Microsoft Stock May Be in a Slump. But Here’s Why It Is Wrong to Give up Now

Microsoft Stock May Be in a Slump. But Here’s Why It Is Wrong to Give up Now

CNBC Technology
CNBC TechnologyMar 23, 2026

Why It Matters

The piece underscores how execution risk in AI can depress a megacap’s valuation, while also revealing a possible buying opportunity if Microsoft can leverage its balance sheet and market position to rebound.

Key Takeaways

  • Microsoft shares fell ~21% in 2026.
  • Azure revenue growth slowed to 39% YoY, forecast 37%.
  • Copilot reorganization seen as weak execution.
  • OpenAI partnership contributes 45% of Azure backlog.
  • Valuation at 21× earnings, lowest in seven years.

Pulse Analysis

Microsoft’s recent AI setbacks have put its stock under pressure, but the story is more nuanced than a simple decline. The Copilot assistant, meant to showcase the company’s generative‑AI prowess, has lagged behind rivals such as Google’s Gemini, OpenAI’s ChatGPT, and Anthropic’s Claude. Analysts point to a fragmented development effort and a costly internal re‑organization that has yet to deliver measurable improvements. Compounding the issue, the partnership with OpenAI—responsible for roughly 45 % of Azure’s AI‑related backlog—has not generated the expected IP shortcuts, forcing Microsoft to allocate additional compute resources and R&D spend. The resulting strain on Azure capacity has limited the cloud platform’s ability to sell excess compute to external customers, nudging revenue growth lower.
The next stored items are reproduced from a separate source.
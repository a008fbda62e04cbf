use crate::assert_err;
use crate::tensor::{Tensor, TensorShape};
use crate::vision::{ImageType, VisionError, decode_image, image_to_tensor, to_image};
use image::{DynamicImage, ImageOutputFormat, Rgb, RgbImage};
use std::io::Cursor;

fn sample_rgb() -> RgbImage {
    // 宽3高2
    RgbImage::from_fn(3, 2, |x, y| Rgb([(x * 100) as u8, (y * 255) as u8, 51]))
}

#[test]
fn test_image_type_from_depth() {
    assert_eq!(ImageType::from_depth(1).unwrap(), ImageType::Luma);
    assert_eq!(ImageType::from_depth(3).unwrap(), ImageType::Rgb);
    assert_err!(ImageType::from_depth(4), VisionError::UnsupportedChannels(n) if *n == 4);
}

#[test]
fn test_image_to_tensor_layout() {
    let tensor = image_to_tensor(&DynamicImage::ImageRgb8(sample_rgb())).unwrap();
    assert_eq!(tensor.shape(), TensorShape::new(2, 3, 3));
    // (行1, 列2)：R=200，G=255，B=51
    assert_eq!(tensor.get(1, 2, 0), Some(200.0 / 255.0));
    assert_eq!(tensor.get(1, 2, 1), Some(1.0));
    assert_eq!(tensor.get(1, 2, 2), Some(0.2));
}

#[test]
fn test_decode_png_bytes() {
    let mut bytes = Vec::new();
    DynamicImage::ImageRgb8(sample_rgb())
        .write_to(&mut Cursor::new(&mut bytes), ImageOutputFormat::Png)
        .unwrap();

    let tensor = decode_image(&bytes).unwrap();
    assert_eq!(tensor.shape(), TensorShape::new(2, 3, 3));
    assert_eq!(tensor.get(0, 1, 0), Some(100.0 / 255.0));

    assert_err!(decode_image(b"not an image"), VisionError::Image(_));
}

#[test]
fn test_round_trip_through_bitmap() {
    let original = DynamicImage::ImageRgb8(sample_rgb());
    let tensor = image_to_tensor(&original).unwrap();
    let restored = to_image(&tensor).unwrap();
    assert_eq!(restored.to_rgb8(), sample_rgb());
}

#[test]
fn test_greyscale_output_clamps() {
    let tensor = Tensor::new(&[-1.0, 0.0, 0.5, 2.0], TensorShape::matrix(2, 2)).unwrap();
    let image = to_image(&tensor).unwrap().to_luma8();
    assert_eq!(image.dimensions(), (2, 2));
    assert_eq!(image.get_pixel(0, 0)[0], 0);
    assert_eq!(image.get_pixel(0, 1)[0], 128);
    assert_eq!(image.get_pixel(1, 1)[0], 255);
}

#[test]
fn test_unsupported_depth() {
    let tensor = Tensor::zeros(TensorShape::new(2, 2, 2));
    assert_err!(to_image(&tensor), VisionError::UnsupportedChannels(n) if *n == 2);
}
//! # 常用接口模块
//!
//! 本模块提供单元测试用到的断言宏
mod decode;

/// 两层的顺序模型：3×3 单通道卷积（2个滤波器）→ relu
const CHAIN_JSON: &str = r#"{
    "name": "tiny-cnn",
    "layers": [
        {
            "kind": "conv2d",
            "input_shape": [4, 4, 1],
            "output_shape": [4, 4, 2],
            "parameters": 20,
            "details": "3x3, same",
            "weights_size": [3, 3, 2],
            "weights": [
                { "shape": [3, 3, 1], "data": [0, 0, 0, 0, 1, 0, 0, 0, 0] },
                { "shape": [3, 3, 1], "data": [1, 1, 1, 1, 1, 1, 1, 1, 1] }
            ]
        },
        { "kind": "relu", "input_shape": [4, 4, 2], "output_shape": [4, 4, 2] }
    ]
}"#;

/// 残差块：0 → 1 → 2，且 0 → 2
const RESIDUAL_JSON: &str = r#"{
    "name": "residual",
    "layers": [
        { "kind": "dense", "input_shape": [8], "output_shape": [8], "parameters": 72 },
        { "kind": "relu", "input_shape": [8], "output_shape": [8], "inputs": [0] },
        { "kind": "add", "input_shape": [8], "output_shape": [8], "inputs": [1, 0] }
    ]
}"#;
From a financial perspective, the slowdown is evident. Azure and other cloud services posted a 39 % year‑over‑year revenue increase in the most recent quarter, down from 40 % the prior period, and guidance projects 37 % growth for the upcoming quarter. Meanwhile, Microsoft’s capital expenditures surged 66 % YoY to fund AI research, a level that investors found hard to justify without stronger top‑line momentum. Nevertheless, the company sits on a massive cash pile—over $150 billion—providing ample runway for further R&D, strategic acquisitions, or price adjustments. At a forward earnings multiple of 21×, the stock trades at its cheapest valuation in roughly seven years, suggesting a potential margin of safety for long‑term holders.

The broader market context reinforces the case for patience. History shows that megacap tech firms can weather temporary missteps; Alphabet’s early AI misfires, for example, later gave way to a resurgence that rewarded investors. Microsoft’s entrenched position as the second‑largest cloud provider, its dominant Windows enterprise OS, and a management team praised for decisive pivots all point to resilience. While the Copilot episode underscores execution risk, the company’s ability to re‑allocate resources and leverage its deep balance sheet could restore growth momentum. For investors focused on fundamentals, the current dip may represent a buying opportunity rather than a signal to exit.